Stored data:
+===+

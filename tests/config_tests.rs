use gitmoji_selector::config::{Config, PROJECT_CONFIG_FILENAME};
use std::fs;
use tempfile::TempDir;

#[test]
fn test_defaults() {
    let config = Config::default();
    assert!(config.pretty_json);
    assert!(config.color);
    assert!(!config.verbose_logging);
    assert!(!config.is_project_config);
}

#[test]
fn test_load_from_fills_missing_fields() {
    let temp_dir = TempDir::new().expect("Failed to create temporary directory");
    let path = temp_dir.path().join("config.toml");
    fs::write(&path, "color = false\n").expect("Failed to write config");

    let config = Config::load_from(&path).expect("Failed to load config");
    assert!(!config.color);
    assert!(config.pretty_json);
    assert!(!config.verbose_logging);
}

#[test]
fn test_load_from_rejects_invalid_toml() {
    let temp_dir = TempDir::new().expect("Failed to create temporary directory");
    let path = temp_dir.path().join("config.toml");
    fs::write(&path, "pretty_json = \"yes\"\n").expect("Failed to write config");

    let err = Config::load_from(&path).expect_err("Invalid config should fail");
    assert!(err.to_string().contains("Invalid configuration file format"));
}

#[test]
fn test_load_from_missing_file() {
    let temp_dir = TempDir::new().expect("Failed to create temporary directory");
    assert!(Config::load_from(&temp_dir.path().join("absent.toml")).is_err());
}

#[test]
fn test_save_and_reload() {
    let temp_dir = TempDir::new().expect("Failed to create temporary directory");
    let path = temp_dir.path().join("nested").join("config.toml");
    let config = Config {
        pretty_json: false,
        verbose_logging: true,
        ..Config::default()
    };

    config.save_to(&path).expect("Failed to save config");
    let loaded = Config::load_from(&path).expect("Failed to load config");
    assert_eq!(loaded, config);
}

#[test]
fn test_project_config_only_overrides_set_fields() {
    let temp_dir = TempDir::new().expect("Failed to create temporary directory");
    let path = temp_dir.path().join(PROJECT_CONFIG_FILENAME);
    fs::write(&path, "pretty_json = false\n").expect("Failed to write project config");

    let mut config = Config {
        color: false,
        verbose_logging: true,
        ..Config::default()
    };
    config
        .merge_project_file(&path)
        .expect("Failed to merge project config");

    assert!(!config.pretty_json);
    assert!(!config.color);
    assert!(config.verbose_logging);
    assert!(config.is_project_config);
}

#[test]
fn test_project_config_syntax_error() {
    let temp_dir = TempDir::new().expect("Failed to create temporary directory");
    let path = temp_dir.path().join(PROJECT_CONFIG_FILENAME);
    fs::write(&path, "color = ").expect("Failed to write project config");

    let mut config = Config::default();
    let err = config
        .merge_project_file(&path)
        .expect_err("Broken project config should fail");
    assert!(err.to_string().contains(PROJECT_CONFIG_FILENAME));
    assert_eq!(config, Config::default());
}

+===+

## EXERCISE AIM
Every entry must appear in the answer, reproduced exactly.

## RESPONSE TO THIS TASK
filename tests/config_tests.rs
use gitmoji_selector::config::{Config, PROJECT_CONFIG_FILENAME};
use std::fs;
use tempfile::TempDir;

#[test]
fn test_defaults() {
    let config = Config::default();
    assert!(config.pretty_json);
    assert!(config.color);
    assert!(!config.verbose_logging);
    assert!(!config.is_project_config);
}

#[test]
fn test_load_from_fills_missing_fields() {
    let temp_dir = TempDir::new().expect("Failed to create temporary directory");
    let path = temp_dir.path().join("config.toml");
    fs::write(&path, "color = false\n").expect("Failed to write config");

    let config = Config::load_from(&path).expect("Failed to load config");
    assert!(!config.color);
    assert!(config.pretty_json);
    assert!(!config.verbose_logging);
}

#[test]
fn test_load_from_rejects_invalid_toml() {
    let temp_dir = TempDir::new().expect("Failed to create temporary directory");
    let path = temp_dir.path().join("config.toml");
    fs::write(&path, "pretty_json = \"yes\"\n").expect("Failed to write config");

    let err = Config::load_from(&path).expect_err("Invalid config should fail");
    assert!(err.to_string().contains("Invalid configuration file format"));
}

#[test]
fn test_load_from_missing_file() {
    let temp_dir = TempDir::new().expect("Failed to create temporary directory");
    assert!(Config::load_from(&temp_dir.path().join("absent.toml")).is_err());
}

#[test]
fn test_save_and_reload() {
    let temp_dir = TempDir::new().expect("Failed to create temporary directory");
    let path = temp_dir.path().join("nested").join("config.toml");
    let config = Config {
        pretty_json: false,
        verbose_logging: true,
        ..Config::default()
    };

    config.save_to(&path).expect("Failed to save config");
    let loaded = Config::load_from(&path).expect("Failed to load config");
    assert_eq!(loaded, config);
}

#[test]
fn test_project_config_only_overrides_set_fields() {
    let temp_dir = TempDir::new().expect("Failed to create temporary directory");
    let path = temp_dir.path().join(PROJECT_CONFIG_FILENAME);
    fs::write(&path, "pretty_json = false\n").expect("Failed to write project config");

    let mut config = Config {
        color: false,
        verbose_logging: true,
        ..Config::default()
    };
    config
        .merge_project_file(&path)
        .expect("Failed to merge project config");

    assert!(!config.pretty_json);
    assert!(!config.color);
    assert!(config.verbose_logging);
    assert!(config.is_project_config);
}

#[test]
fn test_project_config_syntax_error() {
    let temp_dir = TempDir::new().expect("Failed to create temporary directory");
    let path = temp_dir.path().join(PROJECT_CONFIG_FILENAME);
    fs::write(&path, "color = ").expect("Failed to write project config");

    let mut config = Config::default();
    let err = config
        .merge_project_file(&path)
        .expect_err("Broken project config should fail");
    assert!(err.to_string().contains(PROJECT_CONFIG_FILENAME));
    assert_eq!(config, Config::default());
}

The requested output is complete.